Find the string "warn" in the data, then copy every line where it is found.

== Segment start ==

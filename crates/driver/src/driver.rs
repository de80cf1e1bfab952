//! Long-lived driver shared by every cookie on a runner.

use std::sync::Arc;

use {berth_config::DriverConfig, tracing::warn};

use crate::{
    cache::ImageCache,
    configure::Configurator,
    cookie::Cookie,
    pool::{NetworkAllocator, PoolAllocator},
    puller::ImagePuller,
    runtime::ContainerRuntime,
    task::ContainerTask,
};

/// Immutable settings plus handles to the shared collaborators.
pub struct Driver {
    config: DriverConfig,
    hostname: String,
    instance_id: String,
    runtime: Arc<dyn ContainerRuntime>,
    puller: Arc<dyn ImagePuller>,
    cache: Option<Arc<dyn ImageCache>>,
    pool: Option<Arc<dyn PoolAllocator>>,
    networks: Option<Arc<dyn NetworkAllocator>>,
}

impl Driver {
    pub fn new(
        config: DriverConfig,
        runtime: Arc<dyn ContainerRuntime>,
        puller: Arc<dyn ImagePuller>,
    ) -> Self {
        let hostname = config.hostname.clone().unwrap_or_else(local_hostname);
        let instance_id = config
            .instance_id
            .clone()
            .unwrap_or_else(|| uuid::Uuid::new_v4().to_string());
        Self {
            config,
            hostname,
            instance_id,
            runtime,
            puller,
            cache: None,
            pool: None,
            networks: None,
        }
    }

    #[must_use]
    pub fn with_image_cache(mut self, cache: Arc<dyn ImageCache>) -> Self {
        self.cache = Some(cache);
        self
    }

    #[must_use]
    pub fn with_pool(mut self, pool: Arc<dyn PoolAllocator>) -> Self {
        self.pool = Some(pool);
        self
    }

    #[must_use]
    pub fn with_networks(mut self, networks: Arc<dyn NetworkAllocator>) -> Self {
        self.networks = Some(networks);
        self
    }

    pub fn config(&self) -> &DriverConfig {
        &self.config
    }

    /// Hostname handed to containers that keep the default network.
    pub fn hostname(&self) -> &str {
        &self.hostname
    }

    pub fn instance_id(&self) -> &str {
        &self.instance_id
    }

    pub(crate) fn runtime(&self) -> &dyn ContainerRuntime {
        self.runtime.as_ref()
    }

    pub(crate) fn puller(&self) -> &dyn ImagePuller {
        self.puller.as_ref()
    }

    pub(crate) fn cache(&self) -> Option<&dyn ImageCache> {
        self.cache.as_deref()
    }

    pub(crate) fn pool(&self) -> Option<&dyn PoolAllocator> {
        self.pool.as_deref()
    }

    pub(crate) fn networks(&self) -> Option<&dyn NetworkAllocator> {
        self.networks.as_deref()
    }

    /// Configure `task` and wrap it in a cookie.
    ///
    /// Any pool container or network borrowed during configuration belongs
    /// to the returned cookie and is released by [`Cookie::close`].
    pub fn create_cookie(self: &Arc<Self>, task: Arc<dyn ContainerTask>) -> Cookie {
        let configured = Configurator::new(
            task.spec(),
            &self.config,
            &self.hostname,
            &self.instance_id,
        )
        .with_pool(self.pool())
        .with_networks(self.networks())
        .build();
        Cookie::new(Arc::clone(self), task, configured)
    }
}

fn local_hostname() -> String {
    match hostname::get() {
        Ok(name) => name.to_string_lossy().into_owned(),
        Err(e) => {
            warn!(error = %e, "could not read hostname, using localhost");
            "localhost".into()
        },
    }
}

== Segment end ==

> **REPLY**
use {berth_config::DriverConfig, tracing::warn};
            warn!(error = %e, "could not read hostname, using localhost");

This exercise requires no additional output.